Observando o setor da educação, o estudo indica que 73 por cento dos profissionais inquiridos referem nunca ter recebido qualquer formação que lhes permita apoiar um/a estudante LGBTI+ em meio escolar.
“Igualmente alarmante será o facto de mais da metade destes profissionais revelar não ter acesso a recursos ou políticas específicas para crianças LGBTI+ na instituição onde trabalha, a fim de garantir uma intervenção abrangente e adequada”, sublinha a investigadora.
Na área da saúde, a conclusão mais preocupante, de acordo com Ana Cristina Santos, prende-se com a falta de confiança nos serviços: três quartos dos profissionais de saúde que participaram no estudo “consideram que a maior dificuldade que as crianças e jovens LGBTI+ enfrentam no acesso aos cuidados de saúde é a falta de confiança nos serviços. Urge, portanto, implementar medidas centradas na pessoa paciente, que permitam trabalhar a proximidade e a relação de confiança, para que crianças e jovens LGBTI+ entendam o consultório médico enquanto espaço seguro, inclusivo e livre de violência”.

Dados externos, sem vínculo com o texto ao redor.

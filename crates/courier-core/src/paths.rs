//! Path resolution utilities.

use crate::env;
use crate::error::ConfigError;
use std::path::PathBuf;

/// Get the Courier base directory (`$COURIER_HOME` or `~/.courier`).
pub fn base_dir() -> Result<PathBuf, ConfigError> {
    if let Some(home) = env::get_var(env::vars::COURIER_HOME) {
        return Ok(expand_tilde(&home));
    }
    let home = dirs::home_dir().ok_or_else(|| {
        ConfigError::Validation("Could not determine home directory".to_string())
    })?;
    Ok(home.join(".courier"))
}

/// Get the main config file path (`~/.courier/courier.json5`).
pub fn config_file() -> Result<PathBuf, ConfigError> {
    Ok(base_dir()?.join("courier.json5"))
}

/// Ensure the base directory exists.
pub fn ensure_dirs() -> Result<(), ConfigError> {
    std::fs::create_dir_all(base_dir()?)?;
    Ok(())
}

/// Expand tilde (~) in a path.
pub fn expand_tilde(path: &str) -> PathBuf {
    if let Some(rest) = path.strip_prefix("~/") {
        if let Some(home) = dirs::home_dir() {
            return home.join(rest);
        }
    }
    PathBuf::from(path)
}
//! Core types for Courier.

mod auth;
mod identifiers;
mod notification;

pub use auth::*;
pub use identifiers::*;
pub use notification::*;
//! Chat channel, shared by the admin, shop and AI namespaces.

use super::{acting_user, parse_params, require_id};
use crate::events::{EventContext, EventHandler, EventRegistry};
use crate::frame::EventFrame;
use crate::rooms::{chat_room, ChatKind};
use crate::Result;
use async_trait::async_trait;
use chrono::{DateTime, Utc};
use serde::{Deserialize, Serialize};
use std::sync::Arc;

pub const CONVERSATION_JOIN: &str = "chat:conversation:join";
pub const CONVERSATION_JOINED: &str = "chat:conversation:joined";
pub const CONVERSATION_LEAVE: &str = "chat:conversation:leave";
pub const MESSAGE_SEND: &str = "chat:message:send";
pub const MESSAGE_RECEIVE: &str = "chat:message:receive";
pub const TYPING: &str = "chat:typing";
pub const DELIVERED: &str = "chat:delivered";
pub const SEEN: &str = "chat:seen";

/// Chat events for one participant pairing.
#[derive(Debug, Clone, Copy)]
pub struct ChatChannel {
    kind: ChatKind,
}

impl ChatChannel {
    pub fn new(kind: ChatKind) -> Self {
        Self { kind }
    }

    pub fn kind(&self) -> ChatKind {
        self.kind
    }

    /// Register every chat event on a namespace.
    pub fn register(&self, events: &EventRegistry) {
        let kind = self.kind;
        events.register(CONVERSATION_JOIN, Arc::new(ConversationJoinHandler { kind }));
        events.register(CONVERSATION_LEAVE, Arc::new(ConversationLeaveHandler { kind }));
        events.register(MESSAGE_SEND, Arc::new(MessageSendHandler { kind }));
        events.register(TYPING, Arc::new(TypingHandler { kind }));
        events.register(
            DELIVERED,
            Arc::new(ReceiptHandler {
                kind,
                event: DELIVERED,
            }),
        );
        events.register(SEEN, Arc::new(ReceiptHandler { kind, event: SEEN }));
    }
}

#[derive(Debug, Deserialize)]
#[serde(rename_all = "camelCase")]
struct ConversationParams {
    conversation_id: String,
}

/// `chat:conversation:join {conversationId}`
pub struct ConversationJoinHandler {
    kind: ChatKind,
}

#[async_trait]
impl EventHandler for ConversationJoinHandler {
    async fn handle(&self, ctx: &EventContext<'_>, data: serde_json::Value) -> Result<()> {
        let params: ConversationParams = parse_params(data)?;
        require_id("conversationId", &params.conversation_id)?;
        let room = chat_room(self.kind, &params.conversation_id);
        ctx.join(&room);
        ctx.reply(EventFrame::new(
            CONVERSATION_JOINED,
            serde_json::json!({
                "conversationId": params.conversation_id,
                "room": room,
            }),
        ));
        Ok(())
    }
}

/// `chat:conversation:leave {conversationId}`
pub struct ConversationLeaveHandler {
    kind: ChatKind,
}

#[async_trait]
impl EventHandler for ConversationLeaveHandler {
    async fn handle(&self, ctx: &EventContext<'_>, data: serde_json::Value) -> Result<()> {
        let params: ConversationParams = parse_params(data)?;
        require_id("conversationId", &params.conversation_id)?;
        ctx.leave(&chat_room(self.kind, &params.conversation_id));
        Ok(())
    }
}

/// Inbound `chat:message:send`. Any client `senderId` is ignored.
#[derive(Debug, Deserialize)]
#[serde(rename_all = "camelCase")]
struct MessageSendParams {
    conversation_id: String,
    #[serde(default)]
    message_id: Option<String>,
    body: String,
    #[serde(default)]
    attachments: Option<Vec<serde_json::Value>>,
}

/// Outbound `chat:message:receive`.
#[derive(Debug, Serialize)]
#[serde(rename_all = "camelCase")]
pub struct ReceivedMessage {
    pub conversation_id: String,
    pub message_id: String,
    pub sender_id: String,
    pub body: String,
    #[serde(skip_serializing_if = "Option::is_none")]
    pub attachments: Option<Vec<serde_json::Value>>,
    pub sent_at: DateTime<Utc>,
}

/// `chat:message:send {conversationId, body, attachments?}`
pub struct MessageSendHandler {
    kind: ChatKind,
}

#[async_trait]
impl EventHandler for MessageSendHandler {
    async fn handle(&self, ctx: &EventContext<'_>, data: serde_json::Value) -> Result<()> {
        let params: MessageSendParams = parse_params(data)?;
        require_id("conversationId", &params.conversation_id)?;
        let Some(sender_id) = acting_user(ctx, MESSAGE_SEND) else {
            return Ok(());
        };

        let room = chat_room(self.kind, &params.conversation_id);
        let message = ReceivedMessage {
            conversation_id: params.conversation_id,
            message_id: params
                .message_id
                .filter(|id| !id.trim().is_empty())
                .unwrap_or_else(|| uuid::Uuid::new_v4().to_string()),
            sender_id: sender_id.to_string(),
            body: params.body,
            attachments: params.attachments,
            sent_at: Utc::now(),
        };
        ctx.relay(&room, EventFrame::from_payload(MESSAGE_RECEIVE, &message)?);
        Ok(())
    }
}

#[derive(Debug, Deserialize)]
#[serde(rename_all = "camelCase")]
struct TypingParams {
    conversation_id: String,
    #[serde(default)]
    is_typing: bool,
}

/// `chat:typing {conversationId, isTyping}`
pub struct TypingHandler {
    kind: ChatKind,
}

#[async_trait]
impl EventHandler for TypingHandler {
    async fn handle(&self, ctx: &EventContext<'_>, data: serde_json::Value) -> Result<()> {
        let params: TypingParams = parse_params(data)?;
        require_id("conversationId", &params.conversation_id)?;
        let Some(user_id) = acting_user(ctx, TYPING) else {
            return Ok(());
        };

        let room = chat_room(self.kind, &params.conversation_id);
        ctx.relay(
            &room,
            EventFrame::new(
                TYPING,
                serde_json::json!({
                    "conversationId": params.conversation_id,
                    "userId": user_id,
                    "isTyping": params.is_typing,
                }),
            ),
        );
        Ok(())
    }
}

#[derive(Debug, Deserialize)]
#[serde(rename_all = "camelCase")]
struct ReceiptParams {
    conversation_id: String,
    message_id: String,
}

/// `chat:delivered` / `chat:seen {conversationId, messageId}`
pub struct ReceiptHandler {
    kind: ChatKind,
    event: &'static str,
}

#[async_trait]
impl EventHandler for ReceiptHandler {
    async fn handle(&self, ctx: &EventContext<'_>, data: serde_json::Value) -> Result<()> {
        let params: ReceiptParams = parse_params(data)?;
        require_id("conversationId", &params.conversation_id)?;
        require_id("messageId", &params.message_id)?;
        let Some(user_id) = acting_user(ctx, self.event) else {
            return Ok(());
        };

        let room = chat_room(self.kind, &params.conversation_id);
        ctx.relay(
            &room,
            EventFrame::new(
                self.event,
                serde_json::json!({
                    "conversationId": params.conversation_id,
                    "messageId": params.message_id,
                    "userId": user_id,
                    "at": Utc::now(),
                }),
            ),
        );
        Ok(())
    }
}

Perante os resultados obtidos nesta investigação, a especialista do CES adverte que existe ainda um caminho por fazer no que diz respeito “à criação e promoção de espaços seguros para as crianças LGBTI+, daí que o sucesso da Lei da Autodeterminação de Género dependa da implementação de planos de ação LGBTI+ nas instituições, de modo a apoiar uma intervenção eficaz junto destas crianças e jovens”.
Iniciado em 2019, o projeto “Diversity and Childhood” é financiado pela Comissão Europeia até 2021. Em Portugal a equipa de investigação é composta por Ana Cristina Santos (coordenadora), Mafalda Esteves (cocoordenadora) e Alexandra Santos, e conta com o apoio do Ministério da Educação e da Associação de Jovens LGBTI e apoiantes da rede exaequo.